Researchers have discovered a black hole with 200,000 times the mass of the Sun in Mrk 462, a dwarf galaxy with just a few hundred million stars, using NASA’s Chandra X-ray Observatory. Our Milky Way has a few hundred billion stars in contrast. In the Mrk 462 galaxy, 110 million light-years distant in the constellation of Canes Venatici, the black hole was densely shrouded in gas and dust.
It’s one of the first times a “obscured” supermassive black hole has been discovered in a dwarf galaxy, NASA stated in a blog post. Astronomers seek for fast movements of stars in the center of galaxies to discover black holes. However, most contemporary detectors are unable to identify dwarf galaxies because they are too tiny and faint. The hunt for traces of gas heating up to millions of degrees and blazing in X-rays as it descends into a black hole is a second method used by astronomers to discover black holes.

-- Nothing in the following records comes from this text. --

//! The typed messages that cross the wire.
//!
//! Every message is framed as `u8 type | u16 size | payload` (see
//! `batch.rs`). Payload layouts are little-endian and fixed; changing any
//! field order or width is a protocol break.

use glam::Vec3;

use crate::components::{AnimationState, Movement, MovementModifiers};
use crate::entity::EntityId;
use crate::input::Input;
use crate::tilemap::snapshot::ChunkSnapshot;
use crate::tilemap::{ChunkPosition, TileExtent, TilePosition};

use super::wire::{Decode, Encode, WireError};

#[derive(Debug, Clone, Copy, PartialEq, Eq, Hash)]
#[repr(u8)]
pub enum MessageType {
    Heartbeat = 0,
    ConnectionResponse = 1,
    InputChangeRequest = 2,
    MovementUpdate = 3,
    ComponentUpdate = 4,
    ComponentUpdateRequest = 5,
    EntityInit = 6,
    EntityDelete = 7,
    ChunkUpdateRequest = 8,
    ChunkUpdate = 9,
    TileUpdateRequest = 10,
    TileUpdate = 11,
    ExplicitConfirmation = 12,
    SpriteChangeRequest = 13,
    SpriteChange = 14,
    InitScriptRequest = 15,
    InitScriptResponse = 16,
}

impl MessageType {
    pub fn from_u8(value: u8) -> Result<Self, WireError> {
        match value {
            0 => Ok(Self::Heartbeat),
            1 => Ok(Self::ConnectionResponse),
            2 => Ok(Self::InputChangeRequest),
            3 => Ok(Self::MovementUpdate),
            4 => Ok(Self::ComponentUpdate),
            5 => Ok(Self::ComponentUpdateRequest),
            6 => Ok(Self::EntityInit),
            7 => Ok(Self::EntityDelete),
            8 => Ok(Self::ChunkUpdateRequest),
            9 => Ok(Self::ChunkUpdate),
            10 => Ok(Self::TileUpdateRequest),
            11 => Ok(Self::TileUpdate),
            12 => Ok(Self::ExplicitConfirmation),
            13 => Ok(Self::SpriteChangeRequest),
            14 => Ok(Self::SpriteChange),
            15 => Ok(Self::InitScriptRequest),
            16 => Ok(Self::InitScriptResponse),
            other => Err(WireError::UnknownMessageType(other)),
        }
    }
}

/// A typed wire message.
pub trait Message: Encode + Decode {
    const MESSAGE_TYPE: MessageType;
}

macro_rules! message {
    ($(#[$meta:meta])* $name:ident, $msg_type:ident, { $($field:ident: $ty:ty),* $(,)? }) => {
        $(#[$meta])*
        #[derive(Debug, Clone, PartialEq)]
        pub struct $name {
            $(pub $field: $ty,)*
        }

        impl Encode for $name {
            fn encode(&self, buf: &mut Vec<u8>) {
                $(self.$field.encode(buf);)*
            }
        }

        impl Decode for $name {
            fn decode(r: &mut &[u8]) -> Result<Self, WireError> {
                Ok(Self {
                    $($field: <$ty>::decode(r)?,)*
                })
            }
        }

        impl Message for $name {
            const MESSAGE_TYPE: MessageType = MessageType::$msg_type;
        }
    };
}

message!(Heartbeat, Heartbeat, { tick: u32 });

message!(ConnectionResponse, ConnectionResponse, {
    entity: EntityId,
    tick: u32,
    spawn_position: Vec3,
    map_tile_extent: TileExtent,
});

message!(
    /// Client -> server: "my input bits changed on this tick".
    InputChangeRequest, InputChangeRequest, {
    tick: u32,
    entity: EntityId,
    input: Input,
});

/// Movement state for one entity within a `MovementUpdate`.
#[derive(Debug, Clone, Copy, PartialEq)]
pub struct MovementState {
    pub entity: EntityId,
    pub input: Input,
    pub position: Vec3,
    pub movement: Movement,
    pub modifiers: MovementModifiers,
}

impl Encode for MovementState {
    fn encode(&self, buf: &mut Vec<u8>) {
        self.entity.encode(buf);
        self.input.encode(buf);
        self.position.encode(buf);
        self.movement.encode(buf);
        self.modifiers.encode(buf);
    }
}

impl Decode for MovementState {
    fn decode(r: &mut &[u8]) -> Result<Self, WireError> {
        Ok(MovementState {
            entity: EntityId::decode(r)?,
            input: Input::decode(r)?,
            position: Vec3::decode(r)?,
            movement: Movement::decode(r)?,
            modifiers: MovementModifiers::decode(r)?,
        })
    }
}

message!(MovementUpdate, MovementUpdate, {
    tick: u32,
    movement_states: Vec<MovementState>,
});

/// The serialized, type-tagged form of a single component.
#[derive(Debug, Clone, PartialEq)]
pub struct SerializedComponent {
    pub type_index: u8,
    pub data: Vec<u8>,
}

impl Encode for SerializedComponent {
    fn encode(&self, buf: &mut Vec<u8>) {
        self.type_index.encode(buf);
        self.data.encode(buf);
    }
}

impl Decode for SerializedComponent {
    fn decode(r: &mut &[u8]) -> Result<Self, WireError> {
        Ok(SerializedComponent {
            type_index: u8::decode(r)?,
            data: Vec::<u8>::decode(r)?,
        })
    }
}

message!(ComponentUpdate, ComponentUpdate, {
    tick: u32,
    entity: EntityId,
    components: Vec<SerializedComponent>,
});

message!(
    /// Client -> server: request to update (or create, when `entity` is
    /// all ones) an entity's components. Subject to server-side
    /// validation.
    ComponentUpdateRequest, ComponentUpdateRequest, {
    entity: EntityId,
    components: Vec<SerializedComponent>,
});

message!(EntityInit, EntityInit, {
    entity: EntityId,
    components: Vec<SerializedComponent>,
});

message!(EntityDelete, EntityDelete, { entity: EntityId });

message!(ChunkUpdateRequest, ChunkUpdateRequest, {
    chunks: Vec<ChunkPosition>,
});

message!(ChunkUpdate, ChunkUpdate, {
    snapshots: Vec<ChunkSnapshot>,
});

message!(TileUpdateRequest, TileUpdateRequest, {
    position: TilePosition,
    layer_index: u8,
    sprite_id: i32,
});

message!(TileUpdate, TileUpdate, {
    position: TilePosition,
    layer_index: u8,
    sprite_id: i32,
});

message!(
    /// "I processed this tick and have nothing to send you."
    ExplicitConfirmation, ExplicitConfirmation, { tick: u32 });

message!(SpriteChangeRequest, SpriteChangeRequest, {
    entity: EntityId,
    animation_state: AnimationState,
});

message!(SpriteChange, SpriteChange, {
    tick: u32,
    entity: EntityId,
    animation_state: AnimationState,
});

message!(InitScriptRequest, InitScriptRequest, { entity: EntityId });

message!(
    /// Scripts are opaque text to the core; they're interpreted by the
    /// embedding project's scripting layer.
    InitScriptResponse, InitScriptResponse, {
    entity: EntityId,
    script: String,
});

#[cfg(test)]
mod tests {
    use super::*;
    use crate::input::InputFlags;

    fn round_trip<T: Message + PartialEq + std::fmt::Debug>(message: T) {
        let mut buf = Vec::new();
        message.encode(&mut buf);
        let mut slice = buf.as_slice();
        assert_eq!(T::decode(&mut slice).unwrap(), message);
        assert!(slice.is_empty());
    }

    #[test]
    fn movement_update_round_trip() {
        round_trip(MovementUpdate {
            tick: 1234,
            movement_states: vec![MovementState {
                entity: EntityId::from_bits(7),
                input: Input::new(InputFlags::EAST | InputFlags::NORTH),
                position: Vec3::new(32.0, 32.0, 0.0),
                movement: Movement {
                    velocity: Vec3::new(48.0, 0.0, 0.0),
                    is_falling: false,
                },
                modifiers: MovementModifiers::default(),
            }],
        });
    }

    #[test]
    fn component_update_round_trip() {
        round_trip(ComponentUpdate {
            tick: 9,
            entity: EntityId::from_bits(42),
            components: vec![SerializedComponent {
                type_index: 2,
                data: vec![1, 0, 3, 0, 0],
            }],
        });
    }

    #[test]
    fn connection_response_round_trip() {
        round_trip(ConnectionResponse {
            entity: EntityId::from_bits(1),
            tick: 100,
            spawn_position: Vec3::new(32.0, 32.0, 0.0),
            map_tile_extent: TileExtent::new(-32, -32, 0, 64, 64, 1),
        });
    }

    #[test]
    fn unknown_message_type_errors() {
        assert_eq!(
            MessageType::from_u8(200),
            Err(WireError::UnknownMessageType(200))
        );
    }
}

The black hole in Mrk 462 was among the tiniest of its kind, according to Jack Parker of Dartmouth College in New Hampshire, who conducted the investigation alongside Dartmouth colleague Ryan Hickox.
Because hidden black holes are more difficult to detect than uncovered black holes, Hickox believes that this discovery might point to the existence of many additional dwarf galaxies containing comparable black holes. He went on to say that this discovery might assist astronomers figure out how black holes grew to be so massive so early in the cosmos.
Chandra was utilized by the researchers in this study to examine eight dwarf galaxies that had previously exhibited signs of black hole development. Mrk 462 was the only one that had the X-ray hallmark of a developing black hole.